Method: This study employed 16S rDNA sequencing and targeted bacterial culture to investigate the distribution of intratumoral bacteria in human CC tissues. The identified Gram-negative bacteria, including Escherichia coli (E. coli), Prevotella bivia (P. bivia), and Fusobacterium nucleatum (F. nucleatum), were isolated, and their roles in metastasis were examined using in vitro transwell and capillary tube formation assays on human lymphatic endothelial cells (HLEC). The signaling pathways involved in metastasis were assessed by examining TLR4/MAPK activation and the expression of prometastatic factors EFNA1 and EDN2. In vivo studies using a mouse footpad tumorigenesis model were also conducted to observe the effect of LPS, which was extracted from these three gram-negative intratumoral bacteria and E. coli on lymph node metastasis.

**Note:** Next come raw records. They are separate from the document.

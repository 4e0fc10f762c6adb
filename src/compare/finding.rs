//! Findings reported by the comparison.

use std::fmt;

use serde::{Deserialize, Serialize};
use strum::EnumIter;

/// Which of the two compared modules a finding refers to
#[derive(
    Debug, Clone, Copy, PartialEq, Eq, Hash, Serialize, Deserialize, strum::Display, EnumIter,
)]
pub enum AssemblySlot {
    /// The original module
    First,
    /// The rewritten module
    Second,
}

/// How a finding is reported, from least to most severe
#[derive(
    Debug,
    Clone,
    Copy,
    PartialEq,
    Eq,
    Hash,
    PartialOrd,
    Ord,
    Serialize,
    Deserialize,
    strum::Display,
    EnumIter,
)]
pub enum Severity {
    /// Confirmation that something matched
    Debug,
    /// Noteworthy, possibly still counted as an error
    Info,
    /// Something is missing
    Warning,
    /// The debug information diverges
    Error,
}

/// One divergence (or confirmation) found while comparing two modules
#[derive(Debug, Clone, PartialEq, Eq, Serialize, Deserialize)]
#[serde(tag = "kind")]
pub enum Finding {
    /// A type of the first module does not exist in the second one
    MissingType {
        /// Full name of the type
        type_name: String,
        /// Module lacking the type
        slot: AssemblySlot,
    },
    /// A method with a body does not exist in the second module
    MissingMethod {
        /// Signature of the method
        method: String,
        /// Module lacking the method
        slot: AssemblySlot,
    },
    /// A method exists in both modules, but lost its body
    MissingBody {
        /// Signature of the method
        method: String,
        /// Module lacking the body
        slot: AssemblySlot,
    },
    /// Neither copy of a method carries a sequence point
    NoSequencePoints {
        /// Signature of the method
        method: String,
    },
    /// Only one copy of a method carries sequence points
    AsymmetricSequencePoints {
        /// Signature of the method
        method: String,
        /// Module without sequence points
        missing_in: AssemblySlot,
    },
    /// The first sequence points name different documents
    DifferentSourceFile {
        /// Signature of the method
        method: String,
        /// Document in the first module
        first_url: String,
        /// Document in the second module
        second_url: String,
    },
    /// The first sequence points start on different lines
    DifferentStartLine {
        /// Signature of the method
        method: String,
        /// Start line in the first module
        first_line: u32,
        /// Start line in the second module
        second_line: u32,
    },
    /// A sequence point names another document than the first one of its method
    InconsistentDocumentWithinMethod {
        /// Signature of the method
        method: String,
        /// Start line of the offending sequence point
        line: u32,
        /// Document of the offending sequence point
        url: String,
        /// Document of the method's first sequence point
        reference_url: String,
        /// Module containing the method
        slot: AssemblySlot,
    },
    /// The first sequence points of a method agree
    Matched {
        /// Signature of the method
        method: String,
    },
}

/// The kinds of [`Finding`], without their data
#[derive(
    Debug,
    Clone,
    Copy,
    PartialEq,
    Eq,
    Hash,
    PartialOrd,
    Ord,
    Serialize,
    Deserialize,
    strum::Display,
    EnumIter,
)]
#[allow(missing_docs)]
pub enum FindingKind {
    MissingType,
    MissingMethod,
    MissingBody,
    NoSequencePoints,
    AsymmetricSequencePoints,
    DifferentSourceFile,
    DifferentStartLine,
    InconsistentDocumentWithinMethod,
    Matched,
}

impl Finding {
    /// The kind of this finding
    #[must_use]
    pub fn kind(&self) -> FindingKind {
        match self {
            Finding::MissingType { .. } => FindingKind::MissingType,
            Finding::MissingMethod { .. } => FindingKind::MissingMethod,
            Finding::MissingBody { .. } => FindingKind::MissingBody,
            Finding::NoSequencePoints { .. } => FindingKind::NoSequencePoints,
            Finding::AsymmetricSequencePoints { .. } => FindingKind::AsymmetricSequencePoints,
            Finding::DifferentSourceFile { .. } => FindingKind::DifferentSourceFile,
            Finding::DifferentStartLine { .. } => FindingKind::DifferentStartLine,
            Finding::InconsistentDocumentWithinMethod { .. } => {
                FindingKind::InconsistentDocumentWithinMethod
            }
            Finding::Matched { .. } => FindingKind::Matched,
        }
    }

    /// Severity the finding is reported at
    #[must_use]
    pub fn severity(&self) -> Severity {
        self.kind().severity()
    }

    /// Returns true if the finding counts towards the error total
    #[must_use]
    pub fn is_error(&self) -> bool {
        self.kind().is_error()
    }
}

impl FindingKind {
    /// Severity findings of this kind are reported at
    #[must_use]
    pub fn severity(self) -> Severity {
        match self {
            FindingKind::Matched => Severity::Debug,
            FindingKind::NoSequencePoints | FindingKind::DifferentStartLine => Severity::Info,
            FindingKind::MissingType | FindingKind::AsymmetricSequencePoints => Severity::Warning,
            FindingKind::MissingMethod
            | FindingKind::MissingBody
            | FindingKind::DifferentSourceFile
            | FindingKind::InconsistentDocumentWithinMethod => Severity::Error,
        }
    }

    /// Returns true if findings of this kind count towards the error total
    #[must_use]
    pub fn is_error(self) -> bool {
        !matches!(self, FindingKind::NoSequencePoints | FindingKind::Matched)
    }
}

impl fmt::Display for Finding {
    fn fmt(&self, f: &mut fmt::Formatter<'_>) -> fmt::Result {
        match self {
            Finding::MissingType { type_name, slot } => {
                write!(f, "Missing type {type_name} in {slot}")
            }
            Finding::MissingMethod { method, slot } => write!(f, "{method} not found in {slot}"),
            Finding::MissingBody { method, slot } => {
                write!(f, "{method} does not have a body in {slot}")
            }
            Finding::NoSequencePoints { method } => {
                write!(f, "Skipping {method} - neither have sequence points")
            }
            Finding::AsymmetricSequencePoints { method, missing_in } => {
                write!(f, "Missing sequence point in {method} in {missing_in}")
            }
            Finding::DifferentSourceFile {
                method,
                first_url,
                second_url,
            } => write!(
                f,
                "Different source file for {method}: {first_url} vs {second_url}"
            ),
            Finding::DifferentStartLine {
                method,
                first_line,
                second_line,
            } => write!(
                f,
                "OK? - Different start line for {method}: {first_line} vs {second_line}"
            ),
            Finding::InconsistentDocumentWithinMethod {
                method,
                line,
                url,
                reference_url,
                slot,
            } => write!(
                f,
                "A sequence point in {method}:{line} in {slot} had a different url than the \
                 first one ({url} vs {reference_url})"
            ),
            Finding::Matched { method } => write!(f, "OK - {method} same"),
        }
    }
}

#[cfg(test)]
mod tests {
    use super::*;
    use strum::IntoEnumIterator;

    #[test]
    fn severity_table() {
        let errors: Vec<_> = FindingKind::iter().filter(|kind| kind.is_error()).collect();
        assert_eq!(errors.len(), 7);

        assert_eq!(FindingKind::MissingType.severity(), Severity::Warning);
        assert_eq!(FindingKind::DifferentStartLine.severity(), Severity::Info);
        assert!(FindingKind::DifferentStartLine.is_error());
        assert!(!FindingKind::NoSequencePoints.is_error());
        assert!(Severity::Debug < Severity::Error);
    }

    #[test]
    fn display() {
        let finding = Finding::InconsistentDocumentWithinMethod {
            method: "System.Void T::M()".to_string(),
            line: 9,
            url: "b.cs".to_string(),
            reference_url: "a.cs".to_string(),
            slot: AssemblySlot::Second,
        };
        assert_eq!(
            finding.to_string(),
            "A sequence point in System.Void T::M():9 in Second had a different url than the \
             first one (b.cs vs a.cs)"
        );
        assert_eq!(finding.severity(), Severity::Error);

        let finding = Finding::MissingType {
            type_name: "Ns.T".to_string(),
            slot: AssemblySlot::Second,
        };
        assert_eq!(finding.to_string(), "Missing type Ns.T in Second");
        assert_eq!(finding.kind().to_string(), "MissingType");
    }

    #[test]
    fn serialize_tagged() {
        let finding = Finding::Matched {
            method: "System.Void T::M()".to_string(),
        };
        let json = serde_json::to_string(&finding).unwrap();
        assert_eq!(json, r#"{"kind":"Matched","method":"System.Void T::M()"}"#);
        assert_eq!(serde_json::from_str::<Finding>(&json).unwrap(), finding);
    }
}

Result: A higher abundance of Gram-negative bacteria, especially in metastatic CC tissues, was observed. E. coli, P. bivia, and F. nucleatum enhanced capillary tube formation in lymphatic endothelial cells and facilitated metastasis of uninfected tumor cells through paracrine signaling. These bacteria activated the TLR4/MAPK signaling pathway via lipopolysaccharide (LPS), leading to the upregulation of prometastatic factors EFNA1 and EDN2. Knockdown of EFNA1 and EDN2 attenuated the bacteria-induced metastasis, whereas overexpression of these factors mimicked the effects of bacterial infection. In vivo, LPS, which was extracted from E. coli, P. bivia, and F. nucleatum and live E. coli promoted lymph node metastasis, with elevated LPS levels and MAPK-EFNA1/EDN2 expression observed in infected mice compared to controls.

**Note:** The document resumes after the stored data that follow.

pub mod common;
pub mod compare;
pub mod dump;
//! `TypeDef` table (0x02) rows, ECMA-335 II.22.37.

use crate::{
    file::io::{read_le_at, read_le_at_dyn},
    metadata::{
        tables::{CodedIndex, CodedIndexType, RowReadable, TableId, TableInfoRef},
        token::Token,
    },
    Result,
};

/// A raw `TypeDef` row (0x02)
#[derive(Debug, Clone, PartialEq)]
pub struct TypeDefRaw {
    /// 1-based row index
    pub rid: u32,
    /// Metadata token of the row
    pub token: Token,
    /// `TypeAttributes`
    pub flags: u32,
    /// `#Strings` index of the name
    pub type_name: u32,
    /// `#Strings` index of the namespace
    pub type_namespace: u32,
    /// Base type, `TypeDefOrRef` coded index
    pub extends: CodedIndex,
    /// First row of the owned `Field` range
    pub field_list: u32,
    /// First row of the owned `MethodDef` range
    pub method_list: u32,
}

impl RowReadable for TypeDefRaw {
    const TABLE_ID: TableId = TableId::TypeDef;

    fn row_read(data: &[u8], offset: &mut usize, rid: u32, sizes: &TableInfoRef) -> Result<Self> {
        Ok(TypeDefRaw {
            rid,
            token: Token::from_parts(TableId::TypeDef as u8, rid),
            flags: read_le_at::<u32>(data, offset)?,
            type_name: read_le_at_dyn(data, offset, sizes.is_large_str())?,
            type_namespace: read_le_at_dyn(data, offset, sizes.is_large_str())?,
            extends: sizes.decode_coded_index(
                read_le_at_dyn(
                    data,
                    offset,
                    sizes.is_large_coded(CodedIndexType::TypeDefOrRef),
                )?,
                CodedIndexType::TypeDefOrRef,
            )?,
            field_list: read_le_at_dyn(data, offset, sizes.is_large(TableId::Field))?,
            method_list: read_le_at_dyn(data, offset, sizes.is_large(TableId::MethodDef))?,
        })
    }

    #[rustfmt::skip]
    fn row_size(sizes: &TableInfoRef) -> u32 {
        u32::from(
            /* flags */          4 +
            /* type_name */      sizes.str_bytes() +
            /* type_namespace */ sizes.str_bytes() +
            /* extends */        sizes.coded_index_bytes(CodedIndexType::TypeDefOrRef) +
            /* field_list */     sizes.table_index_bytes(TableId::Field) +
            /* method_list */    sizes.table_index_bytes(TableId::MethodDef)
        )
    }
}
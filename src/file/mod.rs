//! PE container access for .NET modules.
//!
//! [`crate::file::File`] owns the raw bytes of a module (memory mapped from disk or held in a
//! buffer) together with the `goblin` PE view that borrows from them. It exposes what the
//! metadata layer needs: the CLR runtime header location, data directories, the debug directory
//! and RVA to file offset translation.
//!
//! # Key Components
//!
//! - [`crate::file::File`] - The parsed PE image
//! - [`crate::file::Backend`] - Storage abstraction shared by the mmap and in-memory inputs
//! - [`crate::file::DebugDirectory`] - One `IMAGE_DEBUG_DIRECTORY` entry
//! - [`crate::file::io`] - Little-endian primitive reads
//! - [`crate::file::parser`] - Cursor based parser with compressed integer support
//!
//! # Examples
//!
//! ```rust,no_run
//! use pdbcompare::file::File;
//! use std::path::Path;
//!
//! let file = File::from_file(Path::new("tests/samples/Sample.dll"))?;
//! let (clr_rva, clr_size) = file.clr()?;
//! println!("CLR header at RVA 0x{clr_rva:x} ({clr_size} bytes)");
//! # Ok::<(), pdbcompare::Error>(())
//! ```

pub mod io;
pub mod parser;

mod debug;
mod memory;
mod physical;

use std::path::Path;

use crate::{
    Error::{Empty, GoblinErr},
    Result,
};
use goblin::pe::{data_directories::DataDirectoryType, section_table::SectionTable, PE};
use ouroboros::self_referencing;

pub use debug::{DebugDirectory, DebugDirectoryType};
pub(crate) use memory::Memory;
pub(crate) use physical::Physical;

/// Storage for the bytes of an input file.
pub trait Backend: Send + Sync {
    /// Returns a slice of `len` bytes starting at `offset`
    ///
    /// # Errors
    /// Returns [`crate::Error::OutOfBounds`] if the range is not fully contained in the input.
    fn data_slice(&self, offset: usize, len: usize) -> Result<&[u8]>;

    /// Returns the complete input
    fn data(&self) -> &[u8];

    /// Size of the input in bytes
    fn len(&self) -> usize;
}

/// A loaded .NET PE image.
///
/// The `goblin` parse result borrows from the owned input, which is why the structure is built
/// through `ouroboros`.
#[self_referencing]
pub struct File {
    data: Box<dyn Backend>,
    #[borrows(data)]
    #[not_covariant]
    pe: PE<'this>,
}

impl File {
    /// Memory map and parse the PE image at `file`.
    ///
    /// # Errors
    /// Returns [`crate::Error::FileError`] if the file can not be read,
    /// [`crate::Error::Empty`] for empty input, [`crate::Error::GoblinErr`] if it is not a PE
    /// image and [`crate::Error::Malformed`] if it carries no CLR runtime header.
    pub fn from_file(file: &Path) -> Result<File> {
        let input = Physical::new(file)?;

        Self::load(input)
    }

    /// Parse a PE image held in memory.
    ///
    /// # Errors
    /// Same as [`File::from_file`], minus the I/O failures.
    pub fn from_mem(data: Vec<u8>) -> Result<File> {
        let input = Memory::new(data);

        Self::load(input)
    }

    fn load<T: Backend + 'static>(data: T) -> Result<File> {
        if data.len() == 0 {
            return Err(Empty);
        }

        let data = Box::new(data);

        File::try_new(data, |data| {
            let data = data.as_ref();
            match PE::parse(data.data()) {
                Ok(pe) => match pe.header.optional_header {
                    Some(optional_header) => {
                        if optional_header
                            .data_directories
                            .get_clr_runtime_header()
                            .is_none()
                        {
                            Err(malformed_error!(
                                "File does not have a CLR runtime header directory"
                            ))
                        } else {
                            Ok(pe)
                        }
                    }
                    None => Err(malformed_error!("File does not have an OptionalHeader")),
                },
                Err(error) => Err(GoblinErr(error)),
            }
        })
    }

    /// Size of the image in bytes
    #[must_use]
    pub fn len(&self) -> usize {
        self.data().len()
    }

    /// Returns true if the image holds no data
    #[must_use]
    pub fn is_empty(&self) -> bool {
        self.len() == 0
    }

    /// RVA and size of the CLR runtime header.
    ///
    /// # Errors
    /// Returns [`crate::Error::Malformed`] if the directory is absent.
    pub fn clr(&self) -> Result<(usize, usize)> {
        match self.get_data_directory(DataDirectoryType::ClrRuntimeHeader) {
            Some((rva, size)) => Ok((rva as usize, size as usize)),
            None => Err(malformed_error!(
                "File does not have a CLR runtime header directory"
            )),
        }
    }

    /// The section headers of the image
    pub fn sections(&self) -> impl Iterator<Item = &SectionTable> {
        self.with_pe(|pe| pe.sections.iter())
    }

    /// RVA and size of a data directory, if it is present and non-empty
    #[must_use]
    pub fn get_data_directory(&self, dir_type: DataDirectoryType) -> Option<(u32, u32)> {
        self.with_pe(|pe| {
            pe.header
                .optional_header
                .as_ref()?
                .data_directories
                .dirs()
                .find(|(directory_type, directory)| {
                    *directory_type == dir_type
                        && directory.virtual_address != 0
                        && directory.size != 0
                })
                .map(|(_, directory)| (directory.virtual_address, directory.size))
        })
    }

    /// Entries of the debug directory, in file order.
    ///
    /// An image without a debug directory yields an empty list.
    ///
    /// # Errors
    /// Returns an error if the directory points outside of the image.
    pub fn debug_directories(&self) -> Result<Vec<DebugDirectory>> {
        let Some((rva, size)) = self.get_data_directory(DataDirectoryType::DebugTable) else {
            return Ok(Vec::new());
        };

        let offset = self.rva_to_offset(rva as usize)?;
        let data = self.data_slice(offset, size as usize)?;

        DebugDirectory::read_all(data)
    }

    /// The raw bytes of the image
    #[must_use]
    pub fn data(&self) -> &[u8] {
        self.with_data(|data| data.data())
    }

    /// Returns a slice of `len` bytes starting at file `offset`
    ///
    /// # Errors
    /// Returns [`crate::Error::OutOfBounds`] if the range is not fully contained in the image.
    pub fn data_slice(&self, offset: usize, len: usize) -> Result<&[u8]> {
        self.with_data(|data| data.data_slice(offset, len))
    }

    /// Translate a relative virtual address into a file offset.
    ///
    /// # Errors
    /// Returns [`crate::Error::Malformed`] if no section contains the address.
    pub fn rva_to_offset(&self, rva: usize) -> Result<usize> {
        let rva_u32 = u32::try_from(rva)
            .map_err(|_| malformed_error!("RVA too large to fit in u32: {}", rva))?;

        self.with_pe(|pe| {
            for section in &pe.sections {
                let section_size = section.virtual_size.max(section.size_of_raw_data);
                let Some(section_max) = section.virtual_address.checked_add(section_size) else {
                    return Err(malformed_error!(
                        "Section malformed, causing integer overflow - {} + {}",
                        section.virtual_address,
                        section_size
                    ));
                };

                if section.virtual_address <= rva_u32 && section_max > rva_u32 {
                    return Ok((rva - section.virtual_address as usize)
                        + section.pointer_to_raw_data as usize);
                }
            }

            Err(malformed_error!(
                "RVA could not be converted to offset - {}",
                rva
            ))
        })
    }
}
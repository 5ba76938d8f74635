//! Fire-and-forget cues for sound, haptics or lights.

/// Something worth signalling to the player.
#[derive(Clone, Copy, Debug, PartialEq, Eq)]
#[cfg_attr(feature = "defmt", derive(defmt::Format))]
pub enum Cue {
    /// A coin was picked up; `collected` of `total` are now taken.
    Coin { collected: u8, total: u8 },
    LevelStart(u8),
    GameComplete,
}

/// Receives cues from the game loop.
///
/// Implementations must return immediately: a cue that cannot be delivered
/// right away is dropped rather than stalling the tick.
pub trait Feedback {
    fn cue(&mut self, cue: Cue);
}

/// No feedback hardware.
impl Feedback for () {
    fn cue(&mut self, _cue: Cue) {}
}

Conclusion: The study suggests that Gram-negative bacteria, particularly E. coli, P. bivia, and F. nucleatum, play a causal role in exacerbating lymph node metastasis in CC. These findings highlight the potential of targeting these bacteria and their associated signaling pathways as therapeutic strategies to improve clinical outcomes in CC patients.